Debugging selenium • selenium

Web automation is a complex and fragile task, with many ways to go wrong. This article describes some common errors and pitfalls, and how you might go about resolving them.

Starting the client

If initializing a SeleniumSession fails, it is often useful to look at the logs from the server. If you ran the java -jar ... command manually, then you should be able to see the logs, but if you used selenium_server(), then the logs are unavailable by default. However, you can use the stdout and stderr arguments to enable log collection, and then use read_output() and read_error() to read the logs.

server <- selenium_server(stdout = "|", stderr = "|")
server$read_output()
server$read_error()

This will show any output/errors that the server has written to the console.

Timeout

Sometimes, the server can just take a very long time to start up. If you get an error from wait_for_server() or wait_for_selenium_available(), it can be worth increasing the max_time argument to something higher than 60, and seeing if that fixes the issue.

Wrong Java version

If starting the server results in an error, and wait_for_server(), server$read_error() or the logs show an error similar to:

... java.lang.UnsupportedClassVersionError: {file} has been compiled by a more recent version of the Java Runtime ...

This probably means that you need to update your Java version. Selenium’s minimum version is now Java 11 (see https://www.selenium.dev/blog/2023/java-8-support/). You can find later versions of Java here

Port and IP address

One reason why you may be unable to connect to the server is that the port and IP address you are connecting to is wrong.

If you are using selenium_server(), server$host and server$port give you the host IP address and port, respectively.

You can also get the IP address and port from the server logs. You should see a line like: INFO [Standalone.execute] - Started Selenium Standalone ... (revision ...): http://<IP>:<PORT>

The URL at the end of this message can be used to extract an IP address and a port number, which can then be passed into the host and port arguments. For example, if the URL was: http://172.17.0.1/4444, you would run:

session <- SeleniumSession$new(host = "172.17.0.1", port = 4444)

Using a different debugging port for Chrome

If you are using Chrome, and you see a browser open, but the call to SeleniumSession$new() times out, you may need to use a different debugging port.

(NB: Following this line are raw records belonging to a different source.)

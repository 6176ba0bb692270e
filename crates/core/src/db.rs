//! Relational storage handle.
//!
//! All services share one [`Database`], a cheap-to-clone wrapper around a SQLite connection
//! pool. The schema lives in `migrations/` and is embedded into the binary at compile time.

use crate::config::CoreConfig;
use crate::HmsResult;
use sqlx::sqlite::{SqliteConnectOptions, SqlitePool, SqlitePoolOptions};
use std::str::FromStr;

static MIGRATOR: sqlx::migrate::Migrator = sqlx::migrate!("./migrations");

/// Shared handle to the relational store.
#[derive(Clone, Debug)]
pub struct Database {
    pool: SqlitePool,
}

impl Database {
    /// Opens a connection pool for the configured database URL.
    ///
    /// Foreign keys are enforced on every connection; the cascade rules in the schema depend
    /// on it.
    ///
    /// # Errors
    ///
    /// Returns `HmsError::Database` if the URL is malformed or the database cannot be opened.
    pub async fn connect(cfg: &CoreConfig) -> HmsResult<Self> {
        let options = SqliteConnectOptions::from_str(cfg.database_url())?.foreign_keys(true);
        let mut pool_options = SqlitePoolOptions::new().max_connections(cfg.max_connections());
        if cfg.database_url().contains(":memory:") {
            // dropping the last connection would drop the database with it
            pool_options = pool_options.idle_timeout(None).max_lifetime(None);
        }
        let pool = pool_options.connect_with(options).await?;
        tracing::debug!("opened database pool for {}", cfg.database_url());
        Ok(Self { pool })
    }

    /// Opens a fresh, migrated in-memory database.
    ///
    /// The pool is pinned to a single connection because every SQLite in-memory connection is
    /// its own database.
    pub async fn connect_in_memory() -> HmsResult<Self> {
        let db = Self::connect(&CoreConfig::in_memory()).await?;
        db.migrate().await?;
        Ok(db)
    }

    /// Applies any pending schema migrations.
    pub async fn migrate(&self) -> HmsResult<()> {
        MIGRATOR.run(&self.pool).await?;
        Ok(())
    }

    pub fn pool(&self) -> &SqlitePool {
        &self.pool
    }

    /// Closes every pooled connection.
    pub async fn close(&self) {
        self.pool.close().await;
    }
}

For example:

session <- SeleniumSession$new(
  browser = "chrome",
  capabilities = list(
    `goog:chromeOptions` = list(
      args = list("remote-debugging-port=9222")
    )
  )
)

Increasing /dev/shm/ size when using docker

If you are running selenium using docker, you may need to increase the size of /dev/shm/ to avoid running out of memory. This issue usually happens when using Chrome, and usually results in a message like session deleted because of page crash.

You can use the --shm-size to the selenium docker images to fix this issue. For example: docker run --shm-size="2g" selenium/standalone-chrome:<version>

Other common errors

Stale element reference errors

At some point, when using selenium, you will encounter the following error:

#> Error in `element$click()`:
#> ! Stale element reference.
#> ✖ The element with the reference <...> is not known in the current browsing context
#> Caused by error in `httr2::req_perform()`:
#> ! HTTP 404 Not Found.
#> Run `rlang::last_trace()` to see where the error occurred.

This error is common when automating a website. Selenium is telling you that an element which you previously identified no longer exists. In all websites, especially complex ones, the DOM will be constantly updating itself, constantly invalidating references to elements. This error is a particularly annoying one, as it can happen at any time and is impossible to predict.

One way to deal with this error is to use elements as soon as they are created, only keeping references to elements if you are sure that they will not be invalidated. For example, if you want to click the same element twice, with a second-long gap in between, you may want to consider fetching the element once for each time, rather than sharing the reference between the actions.

However, this solution is not infallible. If you find yourself encountering this error a lot, it may be a sign that a more high-level package, that can deal with this issue (e.g. selenider), is needed.